## [What you are asked to do]
Copy out, from the data, each line containing the string "desktop".

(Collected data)
/// Ask the desktop environment whether it prefers a dark appearance.
///
/// Used when `theme_mode` is `SystemDefault`. Falls back to light when the
/// platform gives no answer.
pub fn detect_system_dark_mode() -> bool {
    let detected = query_platform();
    log::debug!("system dark mode preference: {:?}", detected);
    detected.unwrap_or(false)
}

#[cfg(target_os = "windows")]
fn query_platform() -> Option<bool> {
    use winreg::RegKey;
    use winreg::enums::HKEY_CURRENT_USER;

    let personalize = RegKey::predef(HKEY_CURRENT_USER)
        .open_subkey("Software\\Microsoft\\Windows\\CurrentVersion\\Themes\\Personalize")
        .ok()?;
    // AppsUseLightTheme: 0 = dark mode, 1 = light mode
    let value = personalize.get_value::<u32, _>("AppsUseLightTheme").ok()?;
    Some(value == 0)
}

#[cfg(target_os = "linux")]
fn query_platform() -> Option<bool> {
    let theme = gsettings("gtk-theme");
    if let Some(ref name) = theme
        && name.to_lowercase().contains("dark")
    {
        return Some(true);
    }

    // Newer GNOME keeps the preference in color-scheme instead of the theme name
    let scheme = gsettings("color-scheme");
    if let Some(ref value) = scheme
        && value.contains("prefer-dark")
    {
        return Some(true);
    }

    if theme.is_some() || scheme.is_some() {
        Some(false)
    } else {
        None
    }
}

#[cfg(target_os = "linux")]
fn gsettings(key: &str) -> Option<String> {
    let output = std::process::Command::new("gsettings")
        .args(["get", "org.gnome.desktop.interface", key])
        .output()
        .ok()?;
    if !output.status.success() {
        return None;
    }
    Some(String::from_utf8_lossy(&output.stdout).trim().to_string())
}

#[cfg(target_os = "macos")]
fn query_platform() -> Option<bool> {
    let output = std::process::Command::new("defaults")
        .args(["read", "-g", "AppleInterfaceStyle"])
        .output()
        .ok()?;
    // The key is absent (non-zero exit) in light mode
    if !output.status.success() {
        return Some(false);
    }
    let style = String::from_utf8_lossy(&output.stdout).to_lowercase();
    Some(style.contains("dark"))
}

#[cfg(not(any(target_os = "windows", target_os = "linux", target_os = "macos")))]
fn query_platform() -> Option<bool> {
    None
}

## [The completed task]
/// Ask the desktop environment whether it prefers a dark appearance.
        .args(["get", "org.gnome.desktop.interface", key])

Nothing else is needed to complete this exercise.